第3話 サイボーグ ケン

トモの左腕から赤い血が滴り落ちる。

 地面に突っ伏していたキラは、ゆっくりと立ち上がり裂けるような笑みを浮かべる。

「助かっタ。ありガとウ」

 隣に立つ男の肩を叩く。

「ケン」

「なんて事ねえよ。キラ」

 ケンは、照れ臭そうに笑う。

 その目は、銀色に鈍く光り、左腕はさけるチーズのように捲れ上がり、本来は骨のある部分から見えているのは目と同じく鈍い銀色の銃口だった。

 トモは、シンの隣にまで下がり、右手に握った銃を2人に向ける。

「大丈夫か?トモ」

「問題ない」

 トモは、表情一つ変える事なく言う。

「それよりもこれはどう言う事だ?」

 トモは、変わり果ててしまった友人を睨む。

「ケンが宇宙人なんて言う情報は聞いてないぞ」

「オレもだ」

 高校の生徒たちの情報は入学する前に全員把握している。

 ケンの情報も然りだ、

 焼き鳥居酒屋の長男坊。

 頭はあまり良くないが性格は大らかでクラスでも人気者。高校時代にマドンナ的存在の萌ちゃんとも付き合いだし、結婚秒読み間近。

 生育歴をどんなに辿っても怪しいところなんて一つもなかった。

 だからこそ今日の今日まで友達でいられたのだ。

 その疑問に答えたのはキラだった。

「ケンは、宇宙人なんかジャないヨ」

 そう言って唇の端を吊り上げた笑う。

「高校3年生ノ時の事故を覚エテいるカ?」

 事故?

 シンは、頭脳を回転させ、時系列に並べられた情報から2年前、事故の項目を検索する。

(あった)

 2年前の高校の夏休み、萌ちゃんと付き合いだしたばかりのケンは彼女と一緒に海に出かける途中、酔っ払い運転をしていたトラックに撥ねられた、とある。

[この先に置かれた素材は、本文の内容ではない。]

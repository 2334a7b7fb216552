//! 存储运维服务
//!
//! 把建表、迁移与各类统计封装在 [`StorageAdmin`] 之后，handler 只依赖该接口。

use std::collections::BTreeMap;
use std::sync::Arc;

use async_trait::async_trait;
use hybrid_storage::{Collection, MigrationDriver, MigrationReport, Storage};
use parking_lot::Mutex;
use tokio::sync::watch;
use tracing::{info, instrument, warn};

use crate::dto::{DocumentStatsDto, MigrationStatusDto};
use crate::error::{AdminError, Result};

/// 存储运维接口
#[cfg_attr(test, mockall::automock)]
#[async_trait]
pub trait StorageAdmin: Send + Sync {
    /// 建表后迁移
    async fn init_and_migrate(&self) -> Result<MigrationReport>;

    async fn migrate(&self) -> Result<MigrationReport>;

    async fn migration_status(&self) -> Result<MigrationStatusDto>;

    async fn table_counts(&self) -> Result<BTreeMap<Collection, i64>>;

    async fn document_stats(&self) -> Result<DocumentStatsDto>;

    /// 关系库是否可用
    async fn relational_ready(&self) -> bool;
}

/// 基于生产存储组合的实现
///
/// 同一实例同时只允许一个迁移任务；服务关闭信号会让进行中的迁移在当前记录后停止。
pub struct LiveStorageAdmin {
    storage: Arc<Storage>,
    read_cap: usize,
    shutdown: watch::Receiver<bool>,
    migration: tokio::sync::Mutex<()>,
    last_report: Mutex<Option<MigrationReport>>,
}

impl LiveStorageAdmin {
    pub fn new(storage: Arc<Storage>, read_cap: usize, shutdown: watch::Receiver<bool>) -> Self {
        Self {
            storage,
            read_cap,
            shutdown,
            migration: tokio::sync::Mutex::new(()),
            last_report: Mutex::new(None),
        }
    }

    async fn run_migration(&self, init_schema: bool) -> Result<MigrationReport> {
        let _running = self
            .migration
            .try_lock()
            .map_err(|_| AdminError::MigrationInProgress)?;

        let driver = MigrationDriver::new(
            Arc::clone(self.storage.document()),
            Arc::clone(self.storage.relational()),
            self.read_cap,
        );
        let shutdown = self.shutdown.clone();
        let report = if init_schema {
            driver.init_and_migrate(shutdown).await?
        } else {
            driver.migrate_all(shutdown).await?
        };

        if report.cancelled {
            warn!(migrated = report.migrated, "迁移被服务关闭中止");
        } else {
            info!(migrated = report.migrated, failed = report.failures.len(), "迁移完成");
        }
        *self.last_report.lock() = Some(report.clone());
        Ok(report)
    }
}

#[async_trait]
impl StorageAdmin for LiveStorageAdmin {
    #[instrument(skip(self))]
    async fn init_and_migrate(&self) -> Result<MigrationReport> {
        self.run_migration(true).await
    }

    #[instrument(skip(self))]
    async fn migrate(&self) -> Result<MigrationReport> {
        self.run_migration(false).await
    }

    async fn migration_status(&self) -> Result<MigrationStatusDto> {
        let tables = self.storage.relational().list_tables().await?;
        let running = self.migration.try_lock().is_err();
        let last_report = self.last_report.lock().clone();
        Ok(MigrationStatusDto::new(tables, running, last_report))
    }

    async fn table_counts(&self) -> Result<BTreeMap<Collection, i64>> {
        Ok(self.storage.relational().table_counts().await?)
    }

    async fn document_stats(&self) -> Result<DocumentStatsDto> {
        let document = self.storage.document();
        Ok(DocumentStatsDto {
            mode: document.mode(),
            collections: document.stats(),
            sync: self.storage.stats(),
        })
    }

    async fn relational_ready(&self) -> bool {
        self.storage.relational().health_check().await.is_ok()
    }
}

 その時、ちょうどシンとトモは別件の任務がらあり偵察班にキラを監視させて日本を離れていたため、その話しを聞いたのは夏休みが明けてから本人に聞いたのだ。

 奇跡的に擦り傷ですんだのだ、と。

「本当ハ、あの時ケンの即死シテもおかしクない状態ダッタのさ。萌ちゃンから連絡を受ケたオレは病院に駆けつケテ絶句した。初めで出来た地球人の親友の変わリ果てた姿ニ。即死することモ出来ずに苦しんでイル彼の姿ニ。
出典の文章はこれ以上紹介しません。